■ **Saved data entries**:
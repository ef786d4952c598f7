//! Concurrency tests for `Task`: timed waits, cross-thread observation,
//! exactly-once execution and panic containment.

use deferred_task::executor::{Executor, Job, immediate, thread_per_task};
use deferred_task::{Abandoned, Status, Task, TaskState};
use rstest::rstest;
use std::sync::atomic::{AtomicUsize, Ordering};
use std::sync::{Arc, Barrier, mpsc};
use std::thread;
use std::time::{Duration, Instant};

fn gated(value: i32) -> (Task<i32>, mpsc::Sender<()>) {
    let (release, gate) = mpsc::channel::<()>();
    let task = Task::on(thread_per_task(), move || {
        gate.recv().map_err(|error| error.to_string())?;
        Ok::<_, String>(value)
    });
    (task, release)
}

// =============================================================================
// Waiting
// =============================================================================

#[rstest]
fn wait_timeout_returns_pending_task_after_timeout() {
    let (task, release) = gated(1);

    let started = Instant::now();
    let waited = task.wait_timeout(Duration::from_millis(50));

    assert!(started.elapsed() >= Duration::from_millis(50));
    assert!(!waited.is_complete());
    assert_eq!(waited.status(), Status::Pending);

    release.send(()).unwrap();
    assert_eq!(task.value().unwrap(), 1);
}

#[rstest]
fn wait_timeout_returns_early_when_task_settles() {
    let task = Task::on(thread_per_task(), || {
        thread::sleep(Duration::from_millis(20));
        Ok::<_, String>("done")
    });

    let started = Instant::now();
    task.wait_timeout(Duration::from_secs(10));

    assert!(task.is_complete());
    assert!(started.elapsed() < Duration::from_secs(10));
}

#[rstest]
fn wait_timeout_on_terminal_task_returns_immediately() {
    let task = Task::pure(5);
    assert_eq!(task.wait_timeout(Duration::ZERO).status(), Status::Resolved);
}

#[rstest]
fn timed_out_computation_keeps_running() {
    let (task, release) = gated(9);

    task.wait_timeout(Duration::from_millis(1));
    release.send(()).unwrap();

    assert_eq!(task.wait().state(), TaskState::Resolved(&9));
}

// =============================================================================
// Combinators never block the caller
// =============================================================================

#[rstest]
fn combinators_return_while_parent_is_pending() {
    let (parent, release) = gated(2);

    let derived = parent
        .fmap(|x| x * 10)
        .bind(|x| Task::spawn(move || x + 1))
        .or(|_| Task::pure(0))
        .or_fmap(|_| -1);

    assert!(!derived.is_complete());
    assert_eq!(derived.to_string(), "Task(state=pending)");

    release.send(()).unwrap();
    assert_eq!(derived.value().unwrap(), 21);
}

// =============================================================================
// Cross-thread observation
// =============================================================================

#[rstest]
fn many_observers_see_the_same_outcome() {
    let runs = Arc::new(AtomicUsize::new(0));
    let runs_clone = Arc::clone(&runs);
    let start = Arc::new(Barrier::new(9));
    let start_clone = Arc::clone(&start);

    let task = Task::on(thread_per_task(), move || {
        start_clone.wait();
        runs_clone.fetch_add(1, Ordering::SeqCst);
        Ok::<_, String>(String::from("shared"))
    });

    let observers: Vec<_> = (0..8)
        .map(|_| {
            let task = task.clone();
            let start = Arc::clone(&start);
            thread::spawn(move || {
                start.wait();
                task.value().unwrap()
            })
        })
        .collect();

    for observer in observers {
        assert_eq!(observer.join().unwrap(), "shared");
    }
    assert_eq!(runs.load(Ordering::SeqCst), 1);
}

#[rstest]
fn rejected_error_is_identical_across_threads() {
    let task: Task<i32> = Task::new(|| Err("contended failure"));
    let expected = task.to_result().unwrap_err();

    let observers: Vec<_> = (0..4)
        .map(|_| {
            let task = task.clone();
            thread::spawn(move || task.to_result().unwrap_err())
        })
        .collect();

    for observer in observers {
        assert!(observer.join().unwrap().ptr_eq(&expected));
    }
}

#[rstest]
fn long_chain_settles() {
    let task = (0..200).fold(Task::spawn(|| 0_u64), |task, _| task.fmap(|x| x + 1));
    assert_eq!(task.value().unwrap(), 200);
}

// =============================================================================
// Deep recursion
// =============================================================================

/// Runs jobs one after another on a single worker thread.
struct SerialExecutor {
    jobs: mpsc::Sender<Job>,
}

impl Executor for SerialExecutor {
    fn execute(&self, job: Job) {
        // The worker only stops once every sender is gone.
        let _ = self.jobs.send(job);
    }
}

fn serial() -> Arc<dyn Executor> {
    let (jobs, queue) = mpsc::channel::<Job>();
    thread::spawn(move || {
        for job in queue {
            job();
        }
    });
    Arc::new(SerialExecutor { jobs })
}

fn countdown(executor: &Arc<dyn Executor>, remaining: u32) -> Task<u32> {
    let next = Arc::clone(executor);
    Task::on(Arc::clone(executor), move || Ok::<_, String>(remaining)).bind(move |remaining| {
        if remaining == 0 {
            Task::pure_on(next, 0)
        } else {
            countdown(&next, remaining - 1)
        }
    })
}

fn retry(executor: &Arc<dyn Executor>, attempts_left: u32) -> Task<u32> {
    let next = Arc::clone(executor);
    Task::on(Arc::clone(executor), move || {
        if attempts_left == 0 {
            Ok(attempts_left)
        } else {
            Err("not yet")
        }
    })
    .or(move |_| retry(&next, attempts_left - 1))
}

#[rstest]
#[case::serial(serial())]
#[case::immediate(immediate())]
fn recursive_bind_settles_at_depth(#[case] executor: Arc<dyn Executor>) {
    let task = countdown(&executor, 100_000);
    assert_eq!(task.value().unwrap(), 0);
}

#[rstest]
#[case::serial(serial())]
#[case::immediate(immediate())]
fn recursive_retry_settles_at_depth(#[case] executor: Arc<dyn Executor>) {
    let task = retry(&executor, 100_000);
    assert_eq!(task.value().unwrap(), 0);
}

#[rstest]
fn recursive_bind_settles_on_thread_per_task() {
    let task = countdown(&thread_per_task(), 20_000);
    assert_eq!(task.value().unwrap(), 0);
}

#[rstest]
fn deep_chain_on_pending_task_settles_after_release() {
    let (root, release) = gated(0);
    let adopted = Task::pure_on(immediate(), ()).bind(move |()| root);
    let task = (0..100_000).fold(adopted, |task, _| task.fmap(|x| x + 1));
    assert_eq!(task.status(), Status::Pending);

    release.send(()).unwrap();

    assert_eq!(task.value().unwrap(), 100_000);
}

// =============================================================================
// Failure containment
// =============================================================================

#[rstest]
fn panic_in_background_does_not_reach_caller() {
    let task: Task<i32> = Task::spawn(|| panic!("background crash"));

    let error = task.to_result().unwrap_err();

    assert!(error.is_panic());
    assert!(error.to_string().contains("background crash"));
    assert_eq!(task.value_or(|| 3), 3);
}

#[rstest]
fn panic_in_bind_function_rejects_derived_task() {
    let task = Task::spawn(|| 1).bind(|_| -> Task<i32> { panic!("no task for you") });
    assert!(task.to_result().unwrap_err().is_panic());
}

struct DroppingExecutor;

impl Executor for DroppingExecutor {
    fn execute(&self, job: Job) {
        drop(job);
    }
}

#[rstest]
fn dropped_job_rejects_task_with_abandoned() {
    let task: Task<i32> = Task::on(Arc::new(DroppingExecutor), || Ok::<_, String>(1));

    assert!(task.is_complete());
    assert!(task.to_result().unwrap_err().is::<Abandoned>());
}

■ **INSTRUCTIONS FOR THE TASK**: Reproduce each line above that contains "expected".

■ **RESULT FOR THIS TASK**:
    let expected = task.to_result().unwrap_err();
        assert!(observer.join().unwrap().ptr_eq(&expected));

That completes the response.